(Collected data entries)
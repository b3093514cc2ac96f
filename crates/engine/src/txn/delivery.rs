//! The Delivery transaction.

use crate::schema::{
    Db, DISTRICTS_PER_WAREHOUSE, NEW_ORDER_BY_DISTRICT, ORDER_LINE_BY_ORDER, PRIMARY,
};
use tempo_core::{Customer, Date, Error, NewOrder, Order, OrderLine, Result};

/// Delivers the oldest pending order of every district in the warehouse.
///
/// Returns one slot per district: the delivered o_id, or 0 when the
/// district had nothing pending (in which case nothing is written for
/// that district).
pub fn delivery(db: &mut Db, datetime: Date, w_id: i32, carrier_id: i32) -> Result<[i32; 10]> {
    let mut delivered = [0i32; 10];
    for d_id in 1..=DISTRICTS_PER_WAREHOUSE {
        let probe = NewOrder {
            no_d_id: d_id,
            no_w_id: w_id,
            ..NewOrder::default()
        };
        // The ordered index yields the district's smallest pending o_id.
        let Some(pending_id) = db.new_order.get(NEW_ORDER_BY_DISTRICT, &probe) else {
            continue;
        };
        let pending = db.new_order.delete(pending_id)?;
        let o_id = pending.no_o_id;
        delivered[(d_id - 1) as usize] = o_id;

        let oid = db.order.find(
            PRIMARY,
            &Order {
                o_id,
                o_d_id: d_id,
                o_w_id: w_id,
                ..Order::default()
            },
        )?;
        let o_c_id = db
            .order
            .row(oid)
            .map(|o| o.o_c_id)
            .ok_or_else(|| Error::vacant_slot("Order", oid))?;
        db.order.update(oid, |o| o.o_carrier_id = carrier_id)?;

        let mut amount_sum = 0.0;
        let line_probe = OrderLine {
            ol_o_id: o_id,
            ol_d_id: d_id,
            ol_w_id: w_id,
            ..OrderLine::default()
        };
        for line in db.order_line.slice(ORDER_LINE_BY_ORDER, &line_probe) {
            db.order_line.update(line, |ol| {
                ol.ol_delivery_d = datetime;
                amount_sum += ol.ol_amount;
            })?;
        }

        let cid = db.customer.find(
            PRIMARY,
            &Customer {
                c_id: o_c_id,
                c_d_id: d_id,
                c_w_id: w_id,
                ..Customer::default()
            },
        )?;
        db.customer.update(cid, |c| {
            c.c_balance += amount_sum;
            c.c_delivery_cnt += 1;
        })?;
    }
    Ok(delivered)
}
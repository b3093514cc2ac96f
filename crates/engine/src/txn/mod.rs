//! The five benchmark transaction procedures.
//!
//! Every procedure runs to completion against an exclusively borrowed
//! [`Db`](crate::schema::Db); there is no suspension point and no
//! isolation to honour. Procedures read and mutate rows only through the
//! tables' index surface.

mod delivery;
mod new_order;
mod order_status;
mod payment;
mod stock_level;

pub use delivery::delivery;
pub use new_order::{new_order, NewOrderResult};
pub use order_status::order_status;
pub use payment::payment;
pub use stock_level::stock_level;

use crate::schema::{Db, CUSTOMER_BY_NAME, PRIMARY};
use tempo_core::{Customer, FixedStr, Result, RowId};

/// How Payment and OrderStatus pick their customer.
#[derive(Clone, Debug)]
pub enum CustomerSelector {
    /// Direct lookup by customer id.
    ById(i32),
    /// Median match over everyone sharing a last name.
    ByLastName(FixedStr<16>),
}

/// Resolves a customer in a (warehouse, district).
///
/// By-name selection collects every customer with the last name, sorts
/// them by first name ignoring ASCII case, and picks the middle one;
/// with an even count it takes the element one below the upper median
/// (so 1, 2, 3 matches pick positions 0, 0, 1).
pub(crate) fn select_customer(
    db: &Db,
    c_w_id: i32,
    c_d_id: i32,
    selector: &CustomerSelector,
) -> Result<RowId> {
    match selector {
        CustomerSelector::ById(c_id) => {
            let probe = Customer {
                c_id: *c_id,
                c_d_id,
                c_w_id,
                ..Customer::default()
            };
            db.customer.find(PRIMARY, &probe)
        }
        CustomerSelector::ByLastName(c_last) => {
            let probe = Customer {
                c_w_id,
                c_d_id,
                c_last: *c_last,
                ..Customer::default()
            };
            let ids = db.customer.slice(CUSTOMER_BY_NAME, &probe);
            let mut matches: Vec<(RowId, FixedStr<16>)> = ids
                .iter()
                .filter_map(|&id| db.customer.row(id).map(|c| (id, c.c_first)))
                .collect();
            if matches.is_empty() {
                return db.customer.find(CUSTOMER_BY_NAME, &probe);
            }
            matches.sort_by(|a, b| a.1.cmp_ignore_ascii_case(&b.1));
            let mut mid = matches.len() / 2;
            if matches.len() % 2 == 0 {
                mid -= 1;
            }
            Ok(matches[mid].0)
        }
    }
}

Your assignment
Filter the data for the string "datetime" and copy every line that has it.

Exercise output
pub fn delivery(db: &mut Db, datetime: Date, w_id: i32, carrier_id: i32) -> Result<[i32; 10]> {
                ol.ol_delivery_d = datetime;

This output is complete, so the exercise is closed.